-- Supplied records follows --
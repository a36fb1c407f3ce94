//! Repos command for Tributary.
//!
//! Lists the repositories under `repos/` with their dbt project and index
//! status.

use serde::{Deserialize, Serialize};

use crate::cli::NOT_CONFIGURED_MESSAGE;
use crate::config::Config;
use crate::discovery::{scan_repositories_with, Repository, ScanOutcome};
use crate::workspace::DiskFs;

/// Options for the repos command.
#[derive(Debug, Clone, Default)]
pub struct ReposOptions {
    /// Output as JSON.
    pub json: bool,
    /// Suppress output.
    pub quiet: bool,
}

/// Output format for the repos command.
#[derive(Debug, Clone, Serialize, Deserialize)]
pub struct ReposOutput {
    /// Whether the command was successful.
    pub success: bool,
    /// Whether a project root is configured.
    pub configured: bool,
    /// Scan outcome: `found`, `empty`, `missing`, `not_configured` or `failed`.
    pub status: String,
    /// Discovered repositories in enumeration order.
    pub repositories: Vec<Repository>,
    /// Error message if command failed.
    #[serde(skip_serializing_if = "Option::is_none")]
    pub error: Option<String>,
}

impl ReposOutput {
    /// Build the output from a scan outcome.
    pub fn from_outcome(outcome: ScanOutcome<Repository>) -> Self {
        let status = outcome.label().to_string();
        match outcome {
            ScanOutcome::NotConfigured => Self {
                success: false,
                configured: false,
                status,
                repositories: Vec::new(),
                error: Some(NOT_CONFIGURED_MESSAGE.to_string()),
            },
            ScanOutcome::Failed(err) => {
                tracing::warn!(operation = "scan_repositories", error = %err, "repository scan failed");
                Self {
                    success: false,
                    configured: true,
                    status,
                    repositories: Vec::new(),
                    error: Some(err.to_string()),
                }
            }
            ScanOutcome::Found(repositories) => Self {
                success: true,
                configured: true,
                status,
                repositories,
                error: None,
            },
            ScanOutcome::Missing(_) | ScanOutcome::Empty => Self {
                success: true,
                configured: true,
                status,
                repositories: Vec::new(),
                error: None,
            },
        }
    }
}

/// The repos command implementation.
pub struct ReposCommand {
    config: Config,
}

impl ReposCommand {
    /// Create a new repos command.
    pub fn new(config: Config) -> Self {
        Self { config }
    }

    /// Run the repos command.
    pub fn run(&self, _options: &ReposOptions) -> ReposOutput {
        let outcome = scan_repositories_with(&DiskFs::new(), self.config.project_root());
        ReposOutput::from_outcome(outcome)
    }

    /// Format output based on options.
    pub fn format_output(&self, output: &ReposOutput, options: &ReposOptions) -> String {
        if options.quiet {
            return String::new();
        }

        if options.json {
            serde_json::to_string_pretty(output).unwrap_or_else(|_| "{}".to_string())
        } else {
            self.format_human_readable(output)
        }
    }

    /// Format output as human-readable text.
    fn format_human_readable(&self, output: &ReposOutput) -> String {
        if !output.success {
            return format!(
                "Repos command failed: {}\n",
                output.error.as_deref().unwrap_or("unknown error")
            );
        }

        match output.status.as_str() {
            "missing" => return "No repos/ directory found.\n".to_string(),
            "empty" => return "No repositories found in repos/.\n".to_string(),
            _ => {}
        }

        let mut lines = vec!["Repositories:\n".to_string()];

        for repo in &output.repositories {
            let line = match (&repo.project_path, repo.indexed) {
                (Some(path), Some(true)) => format!("  [+] {} ({}, indexed)", repo.name, path),
                (Some(path), _) => format!("  [~] {} ({}, not indexed)", repo.name, path),
                (None, _) => format!("  [-] {} (no dbt project)", repo.name),
            };
            lines.push(line);
        }

        let projects = output.repositories.iter().filter(|r| r.has_project).count();
        let indexed = output
            .repositories
            .iter()
            .filter(|r| r.indexed == Some(true))
            .count();

        lines.push(String::new());
        lines.push(format!(
            "{} repositories, {} dbt projects, {} indexed",
            output.repositories.len(),
            projects,
            indexed
        ));

        lines.join("\n") + "\n"
    }
}
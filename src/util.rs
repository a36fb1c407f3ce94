//! Utility functions for Tributary.
//!
//! This module provides common utilities used across Tributary modules.

use std::fs;
use std::path::Path;

use crate::error::{Result, TributaryError};

/// Default maximum size of a project file read into memory (10 MB).
pub const MAX_FILE_SIZE: u64 = 10 * 1024 * 1024;

/// Read a file as text with size limit protection.
///
/// Invalid UTF-8 is replaced rather than rejected, so a stray binary file
/// never aborts indexing.
///
/// # Errors
///
/// Returns an error if:
/// * The file cannot be read (doesn't exist, permission denied, etc.)
/// * The file exceeds `max_size`
pub fn read_lossy_with_limit(path: &Path, max_size: u64) -> Result<String> {
    let metadata = fs::metadata(path).map_err(|e| TributaryError::io(path, e))?;

    let size = metadata.len();
    if size > max_size {
        return Err(TributaryError::index(format!(
            "File {} is too large ({} bytes, max {} bytes)",
            path.display(),
            size,
            max_size
        )));
    }

    let bytes = fs::read(path).map_err(|e| TributaryError::io(path, e))?;
    Ok(String::from_utf8_lossy(&bytes).into_owned())
}

/// Format a path relative to `base` with `/` separators.
///
/// Falls back to the full path when `path` is not under `base`.
pub fn slash_relative(path: &Path, base: &Path) -> String {
    let relative = path.strip_prefix(base).unwrap_or(path);
    relative
        .components()
        .map(|c| c.as_os_str().to_string_lossy().into_owned())
        .collect::<Vec<_>>()
        .join("/")
}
-- Supplied records concluded --
__Exercise aim__:
Each line above should be copied exactly, with no line missing.

__Result below__:
repository a36fb1c407f3ce94
//! Repos command for Tributary.
//!
//! Lists the repositories under `repos/` with their dbt project and index
//! status.

use serde::{Deserialize, Serialize};

use crate::cli::NOT_CONFIGURED_MESSAGE;
use crate::config::Config;
use crate::discovery::{scan_repositories_with, Repository, ScanOutcome};
use crate::workspace::DiskFs;

/// Options for the repos command.
#[derive(Debug, Clone, Default)]
pub struct ReposOptions {
    /// Output as JSON.
    pub json: bool,
    /// Suppress output.
    pub quiet: bool,
}

/// Output format for the repos command.
#[derive(Debug, Clone, Serialize, Deserialize)]
pub struct ReposOutput {
    /// Whether the command was successful.
    pub success: bool,
    /// Whether a project root is configured.
    pub configured: bool,
    /// Scan outcome: `found`, `empty`, `missing`, `not_configured` or `failed`.
    pub status: String,
    /// Discovered repositories in enumeration order.
    pub repositories: Vec<Repository>,
    /// Error message if command failed.
    #[serde(skip_serializing_if = "Option::is_none")]
    pub error: Option<String>,
}

impl ReposOutput {
    /// Build the output from a scan outcome.
    pub fn from_outcome(outcome: ScanOutcome<Repository>) -> Self {
        let status = outcome.label().to_string();
        match outcome {
            ScanOutcome::NotConfigured => Self {
                success: false,
                configured: false,
                status,
                repositories: Vec::new(),
                error: Some(NOT_CONFIGURED_MESSAGE.to_string()),
            },
            ScanOutcome::Failed(err) => {
                tracing::warn!(operation = "scan_repositories", error = %err, "repository scan failed");
                Self {
                    success: false,
                    configured: true,
                    status,
                    repositories: Vec::new(),
                    error: Some(err.to_string()),
                }
            }
            ScanOutcome::Found(repositories) => Self {
                success: true,
                configured: true,
                status,
                repositories,
                error: None,
            },
            ScanOutcome::Missing(_) | ScanOutcome::Empty => Self {
                success: true,
                configured: true,
                status,
                repositories: Vec::new(),
                error: None,
            },
        }
    }
}

/// The repos command implementation.
pub struct ReposCommand {
    config: Config,
}

impl ReposCommand {
    /// Create a new repos command.
    pub fn new(config: Config) -> Self {
        Self { config }
    }

    /// Run the repos command.
    pub fn run(&self, _options: &ReposOptions) -> ReposOutput {
        let outcome = scan_repositories_with(&DiskFs::new(), self.config.project_root());
        ReposOutput::from_outcome(outcome)
    }

    /// Format output based on options.
    pub fn format_output(&self, output: &ReposOutput, options: &ReposOptions) -> String {
        if options.quiet {
            return String::new();
        }

        if options.json {
            serde_json::to_string_pretty(output).unwrap_or_else(|_| "{}".to_string())
        } else {
            self.format_human_readable(output)
        }
    }

    /// Format output as human-readable text.
    fn format_human_readable(&self, output: &ReposOutput) -> String {
        if !output.success {
            return format!(
                "Repos command failed: {}\n",
                output.error.as_deref().unwrap_or("unknown error")
            );
        }

        match output.status.as_str() {
            "missing" => return "No repos/ directory found.\n".to_string(),
            "empty" => return "No repositories found in repos/.\n".to_string(),
            _ => {}
        }

        let mut lines = vec!["Repositories:\n".to_string()];

        for repo in &output.repositories {
            let line = match (&repo.project_path, repo.indexed) {
                (Some(path), Some(true)) => format!("  [+] {} ({}, indexed)", repo.name, path),
                (Some(path), _) => format!("  [~] {} ({}, not indexed)", repo.name, path),
                (None, _) => format!("  [-] {} (no dbt project)", repo.name),
            };
            lines.push(line);
        }

        let projects = output.repositories.iter().filter(|r| r.has_project).count();
        let indexed = output
            .repositories
            .iter()
            .filter(|r| r.indexed == Some(true))
            .count();

        lines.push(String::new());
        lines.push(format!(
            "{} repositories, {} dbt projects, {} indexed",
            output.repositories.len(),
            projects,
            indexed
        ));

        lines.join("\n") + "\n"
    }
}
filename src/util.rs
repository a36fb1c407f3ce94
//! Utility functions for Tributary.
//!
//! This module provides common utilities used across Tributary modules.

use std::fs;
use std::path::Path;

use crate::error::{Result, TributaryError};

/// Default maximum size of a project file read into memory (10 MB).
pub const MAX_FILE_SIZE: u64 = 10 * 1024 * 1024;

/// Read a file as text with size limit protection.
///
/// Invalid UTF-8 is replaced rather than rejected, so a stray binary file
/// never aborts indexing.
///
/// # Errors
///
/// Returns an error if:
/// * The file cannot be read (doesn't exist, permission denied, etc.)
/// * The file exceeds `max_size`
pub fn read_lossy_with_limit(path: &Path, max_size: u64) -> Result<String> {
    let metadata = fs::metadata(path).map_err(|e| TributaryError::io(path, e))?;

    let size = metadata.len();
    if size > max_size {
        return Err(TributaryError::index(format!(
            "File {} is too large ({} bytes, max {} bytes)",
            path.display(),
            size,
            max_size
        )));
    }

    let bytes = fs::read(path).map_err(|e| TributaryError::io(path, e))?;
    Ok(String::from_utf8_lossy(&bytes).into_owned())
}

/// Format a path relative to `base` with `/` separators.
///
/// Falls back to the full path when `path` is not under `base`.
pub fn slash_relative(path: &Path, base: &Path) -> String {
    let relative = path.strip_prefix(base).unwrap_or(path);
    relative
        .components()
        .map(|c| c.as_os_str().to_string_lossy().into_owned())
        .collect::<Vec<_>>()
        .join("/")
}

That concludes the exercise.